For all documents satisfying a given criteria, I would like to patch update a field in those documents. For this, I wrote a query in LINQ Pad that gets me the subset of documents needed.
That is :
Session.Query<Movie>()
.Where(x => x.Status == "Released" && x.IsDeleted == false && x.ReleaseDate.Date < new DateTime(2012, 4, 3))
.Dump();
Now I have the list of documents. But I need to modify a field. For this I wrote an index and patch command.. I need help completing this task.
Patch code (incomplete) :
store.DatabaseCommands.UpdateByIndex("Movies/NewIndexName",
new IndexQuery { Query = "IsDeleted:false" },
new[]
{
new PatchRequest
{
Type = PatchCommandType.Modify,
Name = "Status",
Value = "Testing"
}
}, allowStale: false);
Index is
from doc in docs.Movies
select new { ReleaseDate = doc.ReleaseDate.Date, IsDeleted = doc.IsDeleted, Status =
doc.Status }
Specifically my question is.. is my approach correct.. and if it is, how do I add multiple criteria in the condition.. where it says Query = “IsDeleted:false” can I add more comparison checks to the query (like in the LINQ query above)?

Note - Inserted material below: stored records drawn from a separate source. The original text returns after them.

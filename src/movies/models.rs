//! Records of the movies graph

use serde::{Deserialize, Serialize};

// ============================================================================
// Nodes
// ============================================================================

/// A `:Movie` node
#[derive(Debug, Clone, Default, PartialEq, Eq, Serialize, Deserialize)]
pub struct Movie {
    pub title: String,
    #[serde(default)]
    pub released: i64,
    #[serde(default)]
    pub tagline: String,
}

impl Movie {
    pub fn new(title: impl Into<String>, released: i64, tagline: impl Into<String>) -> Self {
        Self {
            title: title.into(),
            released,
            tagline: tagline.into(),
        }
    }
}

/// A `:Person` node
#[derive(Debug, Clone, Default, PartialEq, Eq, Serialize, Deserialize)]
pub struct Person {
    pub name: String,
    #[serde(default)]
    pub born: i64,
}

// ============================================================================
// Query results
// ============================================================================

/// One actor/movie pair per `ACTED_IN` relationship
#[derive(Debug, Clone, PartialEq, Eq, Serialize, Deserialize)]
pub struct ActorRole {
    pub actor: Person,
    pub movie: Movie,
}

/// An actor with every movie they acted in
#[derive(Debug, Clone, PartialEq, Eq, Serialize, Deserialize)]
pub struct Filmography {
    pub actor: Person,
    pub movies: Vec<Movie>,
}

/// Movies two actors both acted in
#[derive(Debug, Clone, PartialEq, Eq, Serialize, Deserialize)]
pub struct SharedMovies {
    pub actor: Person,
    pub co_actor: Person,
    pub movies: Vec<Movie>,
    pub count: i64,
}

EDIT: (USING DANIEL LANG’S SOLUTION)
This gives format exception.. Input string not in correct format.
store.DatabaseCommands.UpdateByIndex("Movies/NewIndexName",
new IndexQuery
{
Query =
string.Format("Status:Released AND IsDeleted:false AND ReleaseDate:{* TO {0}}",
DateTools.DateToString(new DateTime(2012, 4, 3),
DateTools.Resolution.MILLISECOND))
},
new[]
{
new PatchRequest
{
Type = PatchCommandType.Modify,
Name = "Status",
Value = "TestingReleased"
}
}, allowStale: false);
Yes, you can have multiple conditions and combine them using standard boolean operations. You’re actually building a lucene query here, so let’s take a look at this website to learn more about how you can write them: http://lucene.apache.org/core/old_versioned_docs/versions/2_9_1/queryparsersyntax.html#Boolean%20operators
The thing about dates is, that raven stores them (as everything else) as a string and the format it uses is specifically chosen to enable range queries and that kind of stuff, so it might not be what you expect…
So in order to query for the date, you need to format it in a special way. There is a class DateTools inside Raven.Abstractions.Linq that has a DateToString method that helps.